[[ DATA EXTRACT open ]]
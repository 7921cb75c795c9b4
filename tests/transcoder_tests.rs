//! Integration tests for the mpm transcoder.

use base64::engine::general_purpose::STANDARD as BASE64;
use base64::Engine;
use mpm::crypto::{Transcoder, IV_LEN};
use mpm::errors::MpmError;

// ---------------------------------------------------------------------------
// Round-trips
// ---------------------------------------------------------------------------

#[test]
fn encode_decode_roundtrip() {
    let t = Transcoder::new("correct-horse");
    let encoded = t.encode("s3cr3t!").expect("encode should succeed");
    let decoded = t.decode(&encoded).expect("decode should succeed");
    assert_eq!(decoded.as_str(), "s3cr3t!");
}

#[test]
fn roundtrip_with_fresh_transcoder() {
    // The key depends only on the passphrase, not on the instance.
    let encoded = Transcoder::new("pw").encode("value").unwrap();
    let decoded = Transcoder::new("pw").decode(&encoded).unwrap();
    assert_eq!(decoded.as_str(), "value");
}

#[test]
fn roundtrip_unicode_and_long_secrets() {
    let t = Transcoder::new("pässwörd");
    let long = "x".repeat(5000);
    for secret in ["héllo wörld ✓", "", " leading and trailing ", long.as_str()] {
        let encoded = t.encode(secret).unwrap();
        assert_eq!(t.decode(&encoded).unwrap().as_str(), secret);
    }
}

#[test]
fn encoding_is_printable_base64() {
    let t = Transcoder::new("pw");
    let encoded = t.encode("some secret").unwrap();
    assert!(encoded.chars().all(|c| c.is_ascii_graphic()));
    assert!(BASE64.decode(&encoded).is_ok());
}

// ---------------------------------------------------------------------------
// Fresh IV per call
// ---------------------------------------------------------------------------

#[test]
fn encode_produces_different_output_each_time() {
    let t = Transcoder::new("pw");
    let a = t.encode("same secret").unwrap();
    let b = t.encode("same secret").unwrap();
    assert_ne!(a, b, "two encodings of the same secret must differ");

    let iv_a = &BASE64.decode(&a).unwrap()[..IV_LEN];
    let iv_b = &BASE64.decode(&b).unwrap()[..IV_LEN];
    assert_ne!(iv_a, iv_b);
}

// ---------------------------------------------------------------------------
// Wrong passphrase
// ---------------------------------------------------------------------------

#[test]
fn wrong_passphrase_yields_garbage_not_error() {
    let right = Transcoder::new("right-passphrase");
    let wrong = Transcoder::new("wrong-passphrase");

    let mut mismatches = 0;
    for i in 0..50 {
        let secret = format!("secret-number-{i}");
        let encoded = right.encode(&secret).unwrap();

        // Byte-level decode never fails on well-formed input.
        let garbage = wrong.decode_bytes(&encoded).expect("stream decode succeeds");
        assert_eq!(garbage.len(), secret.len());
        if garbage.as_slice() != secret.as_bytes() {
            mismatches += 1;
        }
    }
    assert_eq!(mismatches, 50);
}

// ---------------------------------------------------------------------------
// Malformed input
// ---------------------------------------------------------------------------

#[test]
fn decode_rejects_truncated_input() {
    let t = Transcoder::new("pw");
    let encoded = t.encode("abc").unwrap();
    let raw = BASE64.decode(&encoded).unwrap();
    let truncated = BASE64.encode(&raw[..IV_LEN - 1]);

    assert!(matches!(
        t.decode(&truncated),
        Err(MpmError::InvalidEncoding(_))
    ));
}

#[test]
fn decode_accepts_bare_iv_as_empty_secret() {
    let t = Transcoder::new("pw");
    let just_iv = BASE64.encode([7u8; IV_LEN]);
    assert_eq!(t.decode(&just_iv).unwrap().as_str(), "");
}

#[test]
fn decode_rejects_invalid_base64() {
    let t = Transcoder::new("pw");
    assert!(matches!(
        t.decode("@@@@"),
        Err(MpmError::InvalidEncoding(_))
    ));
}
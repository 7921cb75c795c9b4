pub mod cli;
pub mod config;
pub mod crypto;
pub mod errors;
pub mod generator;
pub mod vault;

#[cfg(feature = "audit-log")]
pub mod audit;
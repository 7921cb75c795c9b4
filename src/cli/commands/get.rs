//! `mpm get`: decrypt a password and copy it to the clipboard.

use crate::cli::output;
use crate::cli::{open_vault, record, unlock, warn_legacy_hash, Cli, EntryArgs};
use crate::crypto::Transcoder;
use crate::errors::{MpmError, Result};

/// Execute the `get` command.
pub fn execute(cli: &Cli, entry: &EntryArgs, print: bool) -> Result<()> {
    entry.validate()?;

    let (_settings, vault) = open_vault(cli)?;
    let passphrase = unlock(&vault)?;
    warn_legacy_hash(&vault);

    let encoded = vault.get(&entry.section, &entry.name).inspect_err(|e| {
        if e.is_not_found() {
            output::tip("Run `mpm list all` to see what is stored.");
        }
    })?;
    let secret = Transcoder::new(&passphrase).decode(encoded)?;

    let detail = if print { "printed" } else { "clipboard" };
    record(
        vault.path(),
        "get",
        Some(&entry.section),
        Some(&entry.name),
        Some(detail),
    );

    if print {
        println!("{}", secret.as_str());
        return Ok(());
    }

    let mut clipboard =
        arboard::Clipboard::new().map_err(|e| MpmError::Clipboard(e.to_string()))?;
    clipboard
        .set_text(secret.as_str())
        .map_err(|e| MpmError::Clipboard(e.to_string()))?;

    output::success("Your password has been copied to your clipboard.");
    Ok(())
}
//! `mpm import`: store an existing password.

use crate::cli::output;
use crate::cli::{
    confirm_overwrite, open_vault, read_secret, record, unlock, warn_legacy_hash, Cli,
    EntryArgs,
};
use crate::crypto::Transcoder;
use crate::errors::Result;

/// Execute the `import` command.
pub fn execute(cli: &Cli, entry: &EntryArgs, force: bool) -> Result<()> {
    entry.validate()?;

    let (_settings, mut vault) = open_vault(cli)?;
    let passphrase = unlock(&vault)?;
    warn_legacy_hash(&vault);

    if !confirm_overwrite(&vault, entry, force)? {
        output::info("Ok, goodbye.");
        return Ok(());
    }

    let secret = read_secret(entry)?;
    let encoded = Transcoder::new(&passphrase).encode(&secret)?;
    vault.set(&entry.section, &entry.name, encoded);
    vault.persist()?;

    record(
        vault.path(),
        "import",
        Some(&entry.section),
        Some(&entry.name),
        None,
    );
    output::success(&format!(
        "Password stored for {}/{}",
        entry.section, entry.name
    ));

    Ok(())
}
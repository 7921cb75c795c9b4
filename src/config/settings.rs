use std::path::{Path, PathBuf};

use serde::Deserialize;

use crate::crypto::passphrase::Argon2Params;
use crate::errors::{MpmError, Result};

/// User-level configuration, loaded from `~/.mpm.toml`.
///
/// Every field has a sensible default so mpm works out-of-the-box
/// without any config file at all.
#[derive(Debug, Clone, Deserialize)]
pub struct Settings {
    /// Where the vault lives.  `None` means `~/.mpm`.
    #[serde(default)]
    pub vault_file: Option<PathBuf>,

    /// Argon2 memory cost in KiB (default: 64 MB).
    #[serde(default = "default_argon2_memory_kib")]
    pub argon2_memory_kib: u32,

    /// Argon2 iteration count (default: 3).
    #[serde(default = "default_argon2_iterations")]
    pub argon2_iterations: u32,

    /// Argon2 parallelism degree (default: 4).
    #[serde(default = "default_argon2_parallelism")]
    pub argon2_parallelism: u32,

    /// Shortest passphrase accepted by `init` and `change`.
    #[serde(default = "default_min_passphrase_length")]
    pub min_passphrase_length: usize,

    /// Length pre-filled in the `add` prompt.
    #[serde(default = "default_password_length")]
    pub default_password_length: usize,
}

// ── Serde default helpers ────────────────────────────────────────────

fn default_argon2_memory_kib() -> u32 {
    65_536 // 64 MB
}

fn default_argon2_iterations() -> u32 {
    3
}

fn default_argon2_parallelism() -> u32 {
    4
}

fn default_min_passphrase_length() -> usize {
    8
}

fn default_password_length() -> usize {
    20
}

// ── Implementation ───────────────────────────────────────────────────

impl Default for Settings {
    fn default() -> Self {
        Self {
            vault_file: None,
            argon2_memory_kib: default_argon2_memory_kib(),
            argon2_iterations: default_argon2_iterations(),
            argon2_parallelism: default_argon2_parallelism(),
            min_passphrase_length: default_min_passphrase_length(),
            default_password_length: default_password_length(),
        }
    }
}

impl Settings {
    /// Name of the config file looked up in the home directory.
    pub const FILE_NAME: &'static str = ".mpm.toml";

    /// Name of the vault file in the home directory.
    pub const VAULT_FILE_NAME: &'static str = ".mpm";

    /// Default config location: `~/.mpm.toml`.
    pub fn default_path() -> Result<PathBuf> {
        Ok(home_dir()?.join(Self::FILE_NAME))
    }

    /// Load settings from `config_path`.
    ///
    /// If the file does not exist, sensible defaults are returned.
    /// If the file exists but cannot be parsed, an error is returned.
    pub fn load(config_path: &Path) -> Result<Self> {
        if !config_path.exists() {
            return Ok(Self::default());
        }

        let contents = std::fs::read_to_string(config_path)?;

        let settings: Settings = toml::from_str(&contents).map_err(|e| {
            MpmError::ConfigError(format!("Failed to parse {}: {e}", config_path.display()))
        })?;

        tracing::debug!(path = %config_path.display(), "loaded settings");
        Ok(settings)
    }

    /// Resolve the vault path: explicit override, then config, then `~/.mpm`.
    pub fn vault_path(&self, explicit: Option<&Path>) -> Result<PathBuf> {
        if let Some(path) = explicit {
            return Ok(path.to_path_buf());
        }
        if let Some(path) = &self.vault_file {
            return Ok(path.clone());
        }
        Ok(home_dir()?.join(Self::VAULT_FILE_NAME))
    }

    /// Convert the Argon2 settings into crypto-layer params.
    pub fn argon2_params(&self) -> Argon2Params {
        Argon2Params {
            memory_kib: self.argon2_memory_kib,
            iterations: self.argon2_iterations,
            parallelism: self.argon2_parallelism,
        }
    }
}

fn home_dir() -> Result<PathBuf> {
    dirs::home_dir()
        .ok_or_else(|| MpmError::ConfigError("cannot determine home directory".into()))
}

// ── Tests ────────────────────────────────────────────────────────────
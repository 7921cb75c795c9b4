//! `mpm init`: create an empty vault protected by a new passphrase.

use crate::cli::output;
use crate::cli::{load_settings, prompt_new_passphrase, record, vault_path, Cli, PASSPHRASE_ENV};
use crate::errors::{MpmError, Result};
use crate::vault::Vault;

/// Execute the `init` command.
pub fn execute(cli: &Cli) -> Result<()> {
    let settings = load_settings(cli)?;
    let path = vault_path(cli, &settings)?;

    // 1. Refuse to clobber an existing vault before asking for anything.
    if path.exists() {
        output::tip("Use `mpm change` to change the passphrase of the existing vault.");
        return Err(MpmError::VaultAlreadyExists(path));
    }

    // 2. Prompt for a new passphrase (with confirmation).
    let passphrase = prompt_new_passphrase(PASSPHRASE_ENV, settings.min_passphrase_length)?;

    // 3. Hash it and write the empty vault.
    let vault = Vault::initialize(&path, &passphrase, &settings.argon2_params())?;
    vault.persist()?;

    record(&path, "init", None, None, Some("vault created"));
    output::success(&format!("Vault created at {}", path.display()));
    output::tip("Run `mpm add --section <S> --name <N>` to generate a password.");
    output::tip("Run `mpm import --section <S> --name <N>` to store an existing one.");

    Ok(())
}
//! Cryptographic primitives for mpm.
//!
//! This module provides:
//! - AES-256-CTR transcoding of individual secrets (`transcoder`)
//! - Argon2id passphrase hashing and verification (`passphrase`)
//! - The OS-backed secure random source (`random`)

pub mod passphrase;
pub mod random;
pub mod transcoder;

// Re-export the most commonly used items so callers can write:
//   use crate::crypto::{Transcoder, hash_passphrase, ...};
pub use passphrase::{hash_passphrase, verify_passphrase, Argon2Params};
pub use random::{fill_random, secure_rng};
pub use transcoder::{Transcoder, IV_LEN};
[[ DATA EXTRACT closed ]]
EXERCISE PROMPT:
In the records above, find each line holding "EntryArgs" and copy it.

OUTPUT FOR THIS EXERCISE:
use crate::cli::{open_vault, record, unlock, warn_legacy_hash, Cli, EntryArgs};
pub fn execute(cli: &Cli, entry: &EntryArgs, print: bool) -> Result<()> {
    EntryArgs,
pub fn execute(cli: &Cli, entry: &EntryArgs, force: bool) -> Result<()> {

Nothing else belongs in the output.